What (technically) makes a wiki a wiki is the layer of user account and version history management built on top of the web page editing system. Wiki editorThe University of Helsinki has its own wiki service that utilizes Atlassian’s Confluence wiki-software. It has a lot of bells and whistles but the backside of that is a slightly increased learning curve. An introductory course is recommended for non-geeky teachers. The wiki can basically be used for anything, but is especially powerful for collaborative work where you edit text using the wiki-editor. Wikis are by nature open, so setting up closed courses for annually changing groups of teachers and students isn’t as intuitive as when using a learning environment because of how the user management works. The University of Helsinki´s upcoming Moodle 1.9 can however integrate wikipages made with Confluence (and create wikis inside Moodle, automatically adding the necessary users from Moodle), which might help in bringing the best of both worlds to the table.

Advantages:
+ good for writing collaborative documents (assignments for students or perhaps even research papers – at least for commenting a near-finalized version)
+ version control containing the whole editing history; works as a backup, can also be used for eg. determining student activity
+ good commenting option (for blog-style commenting of documents)
+ possible to invite persons without a university user account into a closed wiki area (research groups, international networks – example:

Disadvantages:
– having many features makes it a bit messy looking for novices
– requires quite a bit of effort to learn all the quirks of the system and setup more advanced pages
–  no easy management of groups (= inviting a whole class of students to a closed area requires more effort than Moodle or BSCW)

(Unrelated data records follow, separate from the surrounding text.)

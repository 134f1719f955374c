use axum::{
    async_trait,
    extract::{FromRef, FromRequestParts},
    http::{header, request::Parts},
};
use chrono::{Duration, Utc};
use jsonwebtoken::{decode, encode, DecodingKey, EncodingKey, Header, Validation};
use serde::{Deserialize, Serialize};
use uuid::Uuid;

use crate::errors::AppError;
use crate::state::AppState;

/// Token lifetime. Matches the session length shown in the client.
const TOKEN_TTL_DAYS: i64 = 7;

#[derive(Debug, Serialize, Deserialize)]
pub struct Claims {
    pub sub: Uuid,
    pub exp: i64,
}

/// Mints a signed HS256 bearer token for a user.
pub fn mint_token(user_id: Uuid, secret: &str) -> Result<String, AppError> {
    let exp = (Utc::now() + Duration::days(TOKEN_TTL_DAYS)).timestamp();
    encode(
        &Header::default(),
        &Claims { sub: user_id, exp },
        &EncodingKey::from_secret(secret.as_bytes()),
    )
    .map_err(|e| AppError::Internal(anyhow::anyhow!("Token encoding failed: {e}")))
}

/// Verifies a bearer token and returns its claims.
/// Expired or tampered tokens are rejected as `Unauthorized`.
pub fn verify_token(token: &str, secret: &str) -> Result<Claims, AppError> {
    decode::<Claims>(
        token,
        &DecodingKey::from_secret(secret.as_bytes()),
        &Validation::default(),
    )
    .map(|data| data.claims)
    .map_err(|_| AppError::Unauthorized)
}

/// The authenticated caller, extracted from the `Authorization` header.
/// Handlers take `AuthUser` as an argument to require a valid token.
#[derive(Debug, Clone, Copy)]
pub struct AuthUser {
    pub user_id: Uuid,
}

#[async_trait]
impl<S> FromRequestParts<S> for AuthUser
where
    AppState: FromRef<S>,
    S: Send + Sync,
{
    type Rejection = AppError;

    async fn from_request_parts(parts: &mut Parts, state: &S) -> Result<Self, Self::Rejection> {
        let state = AppState::from_ref(state);

        let token = parts
            .headers
            .get(header::AUTHORIZATION)
            .and_then(|v| v.to_str().ok())
            .and_then(|v| v.strip_prefix("Bearer "))
            .ok_or(AppError::Unauthorized)?;

        let claims = verify_token(token, &state.config.jwt_secret)?;
        Ok(AuthUser {
            user_id: claims.sub,
        })
    }
}
use axum::{extract::State, http::StatusCode, Json};
use chrono::Utc;
use serde::{Deserialize, Serialize};

use crate::auth::password::{hash_password, verify_password};
use crate::auth::token::{mint_token, AuthUser};
use crate::errors::AppError;
use crate::models::user::{PublicUser, UserRow};
use crate::state::AppState;

#[derive(Deserialize)]
pub struct RegisterRequest {
    pub username: String,
    pub email: String,
    pub password: String,
}

#[derive(Deserialize)]
pub struct LoginRequest {
    /// Username or email — both are accepted at login.
    pub username: String,
    pub password: String,
}

#[derive(Serialize)]
pub struct AuthResponse {
    pub token: String,
    pub user: PublicUser,
}

/// POST /api/v1/auth/register
pub async fn handle_register(
    State(state): State<AppState>,
    Json(req): Json<RegisterRequest>,
) -> Result<(StatusCode, Json<AuthResponse>), AppError> {
    let username = req.username.trim();
    let email = req.email.trim().to_lowercase();

    if username.is_empty() || email.is_empty() || req.password.is_empty() {
        return Err(AppError::Validation(
            "username, email and password are required".to_string(),
        ));
    }

    let existing: Option<UserRow> =
        sqlx::query_as("SELECT * FROM users WHERE username = $1 OR email = $2")
            .bind(username)
            .bind(&email)
            .fetch_optional(&state.db)
            .await?;

    if existing.is_some() {
        return Err(AppError::Conflict(
            "Username or email already exists".to_string(),
        ));
    }

    let password_hash = hash_password(&req.password)?;

    let user: UserRow = sqlx::query_as(
        r#"
        INSERT INTO users (username, email, password_hash)
        VALUES ($1, $2, $3)
        RETURNING *
        "#,
    )
    .bind(username)
    .bind(&email)
    .bind(&password_hash)
    .fetch_one(&state.db)
    .await?;

    tracing::info!("Registered user {} ({})", user.username, user.id);

    let token = mint_token(user.id, &state.config.jwt_secret)?;
    Ok((
        StatusCode::CREATED,
        Json(AuthResponse {
            token,
            user: user.into(),
        }),
    ))
}

/// POST /api/v1/auth/login
pub async fn handle_login(
    State(state): State<AppState>,
    Json(req): Json<LoginRequest>,
) -> Result<Json<AuthResponse>, AppError> {
    let identifier = req.username.trim();
    if identifier.is_empty() || req.password.is_empty() {
        return Err(AppError::Validation(
            "username and password are required".to_string(),
        ));
    }

    let user: Option<UserRow> =
        sqlx::query_as("SELECT * FROM users WHERE username = $1 OR email = $1")
            .bind(identifier)
            .fetch_optional(&state.db)
            .await?;

    let user = user.ok_or_else(|| AppError::NotFound("User not found".to_string()))?;

    if !verify_password(&req.password, &user.password_hash) {
        return Err(AppError::Unauthorized);
    }

    sqlx::query("UPDATE users SET last_login = $1 WHERE id = $2")
        .bind(Utc::now())
        .bind(user.id)
        .execute(&state.db)
        .await?;

    let token = mint_token(user.id, &state.config.jwt_secret)?;
    Ok(Json(AuthResponse {
        token,
        user: user.into(),
    }))
}

/// GET /api/v1/auth/me
pub async fn handle_me(
    State(state): State<AppState>,
    auth: AuthUser,
) -> Result<Json<PublicUser>, AppError> {
    let user: Option<UserRow> = sqlx::query_as("SELECT * FROM users WHERE id = $1")
        .bind(auth.user_id)
        .fetch_optional(&state.db)
        .await?;

    let user = user.ok_or_else(|| AppError::NotFound("User not found".to_string()))?;
    Ok(Json(user.into()))
}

Cases at the Faculty of Veterinary Medicine:
»» Nordic Network of Agriculture and Food Ethics (includes an internal file area for members and news to www-page (linked) using wiki RSS-feed)
»» Etiikkajuonne (ethics course page with news and links editable by anyone)
»» TVT-ajokortti / ICT-driving licence (used simply as a homepage)

References:
Wikis, blogs and podcasts: a new generation of Web-based tools for virtual collaborative clinical practice and education, BMC Medical Education 2006, 6:41 [http://www.biomedcentral.com/1472-6920/6/41/]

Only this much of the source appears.